> **Assignment**
Check each line of the listing below for the string "HeaderName", then copy every line that has it.

- - - -

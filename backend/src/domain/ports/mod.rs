//! Driven ports: the storage and delivery contracts the domain relies on.

mod macros;
pub(crate) use macros::define_port_error;

mod feedback_repository;
mod history_repository;
mod mailer;
mod membership_repository;
mod milestone_repository;
mod project_repository;
mod repository_error;
mod status_repository;
mod user_repository;
mod vote_repository;
mod work_item_repository;

#[cfg(test)]
pub use feedback_repository::{MockFeedbackRepository, MockTemplateRepository};
pub use feedback_repository::{FeedbackRepository, TemplateRepository};
#[cfg(test)]
pub use history_repository::MockHistoryRepository;
pub use history_repository::HistoryRepository;
#[cfg(test)]
pub use mailer::MockMailer;
pub use mailer::{MailError, Mailer, OutgoingMail};
#[cfg(test)]
pub use membership_repository::{MockMembershipRepository, MockRoleRepository};
pub use membership_repository::{MembershipRepository, RoleRepository};
#[cfg(test)]
pub use milestone_repository::MockMilestoneRepository;
pub use milestone_repository::MilestoneRepository;
#[cfg(test)]
pub use project_repository::MockProjectRepository;
pub use project_repository::ProjectRepository;
pub use repository_error::RepositoryError;
#[cfg(test)]
pub use status_repository::MockStatusRepository;
pub use status_repository::StatusRepository;
#[cfg(test)]
pub use user_repository::MockUserRepository;
pub use user_repository::UserRepository;
#[cfg(test)]
pub use vote_repository::MockVoteRepository;
pub use vote_repository::VoteRepository;
#[cfg(test)]
pub use work_item_repository::{
    MockIssueRepository, MockTaskRepository, MockUserStoryRepository,
};
pub use work_item_repository::{IssueRepository, TaskRepository, UserStoryRepository};
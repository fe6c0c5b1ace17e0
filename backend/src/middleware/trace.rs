//! Tracing middleware attaching a request-scoped trace identifier.
//!
//! A request carrying a valid UUID in `trace-id` keeps it; any other request
//! gets a fresh one. The identifier is scoped in task-local storage for the
//! handler, echoed in the `trace-id` response header, and recorded on the
//! request span.

use std::task::{Context, Poll};
use std::time::Instant;

use actix_web::Error;
use actix_web::dev::{Service, ServiceRequest, ServiceResponse, Transform};
use actix_web::http::header::{HeaderName, HeaderValue};
use futures_util::future::{LocalBoxFuture, Ready, ready};
use tracing::{Instrument, error, info_span};

use crate::domain::{TRACE_ID_HEADER, TraceId};

/// Tracing middleware attaching a request-scoped UUID and
/// adding a `trace-id` header to every response.
///
/// Handlers can read the trace ID via [`TraceId::current`].
///
/// # Examples
/// ```
/// use actix_web::App;
/// use tracker_backend::Trace;
///
/// let app = App::new().wrap(Trace);
/// ```
#[derive(Clone)]
pub struct Trace;

impl<S, B> Transform<S, ServiceRequest> for Trace
where
    S: Service<ServiceRequest, Response = ServiceResponse<B>, Error = Error> + 'static,
    S::Future: 'static,
    B: 'static,
{
    type Response = ServiceResponse<B>;
    type Error = Error;
    type InitError = ();
    type Transform = TraceMiddleware<S>;
    type Future = Ready<Result<Self::Transform, Self::InitError>>;

    fn new_transform(&self, service: S) -> Self::Future {
        ready(Ok(TraceMiddleware { service }))
    }
}

/// Service wrapper produced by [`Trace`].
pub struct TraceMiddleware<S> {
    service: S,
}

/// Reuse a well-formed inbound identifier so callers can correlate retries.
fn inbound_trace_id(req: &ServiceRequest) -> Option<TraceId> {
    req.headers()
        .get(TRACE_ID_HEADER)
        .and_then(|value| value.to_str().ok())
        .and_then(TraceId::from_header)
}

impl<S, B> Service<ServiceRequest> for TraceMiddleware<S>
where
    S: Service<ServiceRequest, Response = ServiceResponse<B>, Error = Error> + 'static,
    S::Future: 'static,
    B: 'static,
{
    type Response = ServiceResponse<B>;
    type Error = Error;
    type Future = LocalBoxFuture<'static, Result<Self::Response, Self::Error>>;

    fn poll_ready(&self, cx: &mut Context<'_>) -> Poll<Result<(), Self::Error>> {
        self.service.poll_ready(cx)
    }

    fn call(&self, req: ServiceRequest) -> Self::Future {
        let trace_id = inbound_trace_id(&req).unwrap_or_else(TraceId::generate);
        let span = info_span!(
            "request",
            trace_id = %trace_id,
            method = %req.method(),
            path = %req.path(),
        );
        let started = Instant::now();
        let fut = TraceId::scope(trace_id, self.service.call(req));
        Box::pin(
            async move {
                let mut res = fut.await?;
                tracing::debug!(
                    status = res.status().as_u16(),
                    elapsed_ms = started.elapsed().as_millis(),
                    "request finished"
                );
                match HeaderValue::from_str(&trace_id.to_string()) {
                    Ok(value) => {
                        res.response_mut()
                            .headers_mut()
                            .insert(HeaderName::from_static(TRACE_ID_HEADER), value);
                    }
                    Err(error) => {
                        error!(%error, "failed to encode trace identifier header");
                    }
                }
                Ok(res)
            }
            .instrument(span),
        )
    }
}
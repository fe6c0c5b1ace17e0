//! User-story, task and issue status API handlers.
//!
//! All kinds share one set of handlers; the first path segment selects the
//! kind.
//!
//! ```text
//! GET|POST         /api/v1/{userstory|task|issue}-statuses
//! POST             /api/v1/{userstory|task|issue}-statuses/bulk_update_order
//! GET|PATCH|DELETE /api/v1/{userstory|task|issue}-statuses/{id}   (DELETE takes ?moveTo=)
//! ```

use actix_web::{HttpResponse, delete, get, patch, post, web};
use serde::{Deserialize, Serialize};
use utoipa::{IntoParams, ToSchema};

use crate::domain::{
    CreateStatus, Error, ProjectId, Requester, StatusChanges, StatusId, StatusKind,
};
use crate::inbound::http::ApiResult;
use crate::inbound::http::roles::MoveToQuery;
use crate::inbound::http::schemas::StatusBody;
use crate::inbound::http::state::HttpState;
use crate::inbound::http::validation::required;

/// Map the `{kind}` path segment to a status kind.
fn status_kind(raw: &str) -> Result<StatusKind, Error> {
    match raw {
        "userstory" => Ok(StatusKind::UserStory),
        "task" => Ok(StatusKind::Task),
        "issue" => Ok(StatusKind::Issue),
        _ => Err(Error::not_found("Not found")),
    }
}

#[derive(Debug, Default, Deserialize, IntoParams)]
pub struct StatusesQuery {
    pub project: Option<i64>,
}

#[derive(Debug, Deserialize, Serialize, ToSchema)]
pub struct CreateStatusBody {
    pub project: i64,
    #[schema(example = "In review")]
    pub name: String,
    #[serde(default)]
    pub order: Option<i32>,
    #[serde(default)]
    pub is_closed: bool,
    #[serde(default)]
    pub color: Option<String>,
}

#[derive(Debug, Default, Deserialize, Serialize, ToSchema)]
pub struct StatusPatchBody {
    pub name: Option<String>,
    pub order: Option<i32>,
    pub is_closed: Option<bool>,
    pub color: Option<String>,
}

/// Body for `bulk_update_order`: `[status id, order]` pairs under the key
/// matching the kind.
#[derive(Debug, Deserialize, Serialize, ToSchema)]
pub struct BulkStatusOrderBody {
    pub project: i64,
    #[serde(default, skip_serializing_if = "Option::is_none")]
    #[schema(value_type = Option<Vec<Vec<i64>>>, example = json!([[3, 1], [4, 2]]))]
    pub bulk_userstory_statuses: Option<Vec<(i64, i32)>>,
    #[serde(default, skip_serializing_if = "Option::is_none")]
    #[schema(value_type = Option<Vec<Vec<i64>>>)]
    pub bulk_task_statuses: Option<Vec<(i64, i32)>>,
    #[serde(default, skip_serializing_if = "Option::is_none")]
    #[schema(value_type = Option<Vec<Vec<i64>>>)]
    pub bulk_issue_statuses: Option<Vec<(i64, i32)>>,
}

/// Statuses of one kind, filtered by project.
#[utoipa::path(
    get,
    path = "/api/v1/{kind}-statuses",
    params(("kind" = String, Path, description = "`userstory`, `task` or `issue`"), StatusesQuery),
    responses((status = 200, description = "Statuses", body = [StatusBody])),
    tags = ["statuses"],
    operation_id = "listStatuses"
)]
#[get("/{kind}-statuses")]
pub async fn list_statuses(
    state: web::Data<HttpState>,
    requester: Requester,
    path: web::Path<String>,
    query: web::Query<StatusesQuery>,
) -> ApiResult<web::Json<Vec<StatusBody>>> {
    let kind = status_kind(&path)?;
    let statuses = state
        .services
        .statuses
        .list(&requester, kind, query.project.map(ProjectId::new))
        .await?;
    Ok(web::Json(statuses.iter().map(StatusBody::from).collect()))
}

/// Create a status of the kind named in the path.
#[utoipa::path(
    post,
    path = "/api/v1/{kind}-statuses",
    params(("kind" = String, Path, description = "`userstory`, `task` or `issue`")),
    request_body = CreateStatusBody,
    responses(
        (status = 201, description = "Status created", body = StatusBody),
        (status = 400, description = "Invalid status", body = Error),
        (status = 403, description = "Not the project owner", body = Error)
    ),
    tags = ["statuses"],
    operation_id = "createStatus"
)]
#[post("/{kind}-statuses")]
pub async fn create_status(
    state: web::Data<HttpState>,
    requester: Requester,
    path: web::Path<String>,
    payload: web::Json<CreateStatusBody>,
) -> ApiResult<HttpResponse> {
    let kind = status_kind(&path)?;
    let CreateStatusBody {
        project,
        name,
        order,
        is_closed,
        color,
    } = payload.into_inner();
    let status = state
        .services
        .statuses
        .create(
            &requester,
            kind,
            CreateStatus {
                project: ProjectId::new(project),
                name,
                order,
                is_closed,
                color,
            },
        )
        .await?;
    Ok(HttpResponse::Created().json(StatusBody::from(&status)))
}

/// Reorder statuses of one project; statuses of other projects are ignored.
#[utoipa::path(
    post,
    path = "/api/v1/{kind}-statuses/bulk_update_order",
    params(("kind" = String, Path, description = "`userstory`, `task` or `issue`")),
    request_body = BulkStatusOrderBody,
    responses(
        (status = 204, description = "Statuses reordered"),
        (status = 400, description = "Missing order list", body = Error),
        (status = 403, description = "Not the project owner", body = Error)
    ),
    tags = ["statuses"],
    operation_id = "bulkUpdateStatusOrder"
)]
#[post("/{kind}-statuses/bulk_update_order")]
pub async fn bulk_update_status_order(
    state: web::Data<HttpState>,
    requester: Requester,
    path: web::Path<String>,
    payload: web::Json<BulkStatusOrderBody>,
) -> ApiResult<HttpResponse> {
    let kind = status_kind(&path)?;
    let BulkStatusOrderBody {
        project,
        bulk_userstory_statuses,
        bulk_task_statuses,
        bulk_issue_statuses,
    } = payload.into_inner();
    let pairs = match kind {
        StatusKind::UserStory => required("bulk_userstory_statuses", bulk_userstory_statuses)?,
        StatusKind::Task => required("bulk_task_statuses", bulk_task_statuses)?,
        StatusKind::Issue => required("bulk_issue_statuses", bulk_issue_statuses)?,
    };
    let orders: Vec<(StatusId, i32)> = pairs
        .into_iter()
        .map(|(id, order)| (StatusId::new(id), order))
        .collect();
    state
        .services
        .statuses
        .bulk_update_order(&requester, kind, ProjectId::new(project), &orders)
        .await?;
    Ok(HttpResponse::NoContent().finish())
}

#[utoipa::path(
    get,
    path = "/api/v1/{kind}-statuses/{id}",
    params(
        ("kind" = String, Path, description = "`userstory`, `task` or `issue`"),
        ("id" = i64, Path, description = "Status id")
    ),
    responses(
        (status = 200, description = "Status", body = StatusBody),
        (status = 404, description = "Unknown status", body = Error)
    ),
    tags = ["statuses"],
    operation_id = "getStatus"
)]
#[get("/{kind}-statuses/{id}")]
pub async fn get_status(
    state: web::Data<HttpState>,
    requester: Requester,
    path: web::Path<(String, i64)>,
) -> ApiResult<web::Json<StatusBody>> {
    let (kind, id) = path.into_inner();
    let status = state
        .services
        .statuses
        .retrieve(&requester, status_kind(&kind)?, StatusId::new(id))
        .await?;
    Ok(web::Json(StatusBody::from(&status)))
}

/// Partial update; toggling `is_closed` closes or reopens the items in it.
#[utoipa::path(
    patch,
    path = "/api/v1/{kind}-statuses/{id}",
    params(
        ("kind" = String, Path, description = "`userstory`, `task` or `issue`"),
        ("id" = i64, Path, description = "Status id")
    ),
    request_body = StatusPatchBody,
    responses(
        (status = 200, description = "Updated status", body = StatusBody),
        (status = 400, description = "Invalid status", body = Error),
        (status = 403, description = "Not the project owner", body = Error)
    ),
    tags = ["statuses"],
    operation_id = "updateStatus"
)]
#[patch("/{kind}-statuses/{id}")]
pub async fn update_status(
    state: web::Data<HttpState>,
    requester: Requester,
    path: web::Path<(String, i64)>,
    payload: web::Json<StatusPatchBody>,
) -> ApiResult<web::Json<StatusBody>> {
    let (kind, id) = path.into_inner();
    let StatusPatchBody {
        name,
        order,
        is_closed,
        color,
    } = payload.into_inner();
    let status = state
        .services
        .statuses
        .update(
            &requester,
            status_kind(&kind)?,
            StatusId::new(id),
            StatusChanges {
                name,
                order,
                is_closed,
                color,
            },
        )
        .await?;
    Ok(web::Json(StatusBody::from(&status)))
}

/// Delete a status, moving its items and the project default to `moveTo`.
#[utoipa::path(
    delete,
    path = "/api/v1/{kind}-statuses/{id}",
    params(
        ("kind" = String, Path, description = "`userstory`, `task` or `issue`"),
        ("id" = i64, Path, description = "Status id"),
        MoveToQuery
    ),
    responses(
        (status = 204, description = "Status deleted"),
        (status = 400, description = "Status in use and no replacement given", body = Error),
        (status = 403, description = "Not the project owner", body = Error)
    ),
    tags = ["statuses"],
    operation_id = "deleteStatus"
)]
#[delete("/{kind}-statuses/{id}")]
pub async fn delete_status(
    state: web::Data<HttpState>,
    requester: Requester,
    path: web::Path<(String, i64)>,
    query: web::Query<MoveToQuery>,
) -> ApiResult<HttpResponse> {
    let (kind, id) = path.into_inner();
    state
        .services
        .statuses
        .destroy(
            &requester,
            status_kind(&kind)?,
            StatusId::new(id),
            query.move_to.map(StatusId::new),
        )
        .await?;
    Ok(HttpResponse::NoContent().finish())
}

#[cfg(test)]
#[path = "statuses_tests.rs"]
mod tests;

- - - -

> **Output for this exercise**
use actix_web::http::header::{HeaderName, HeaderValue};
                            .insert(HeaderName::from_static(TRACE_ID_HEADER), value);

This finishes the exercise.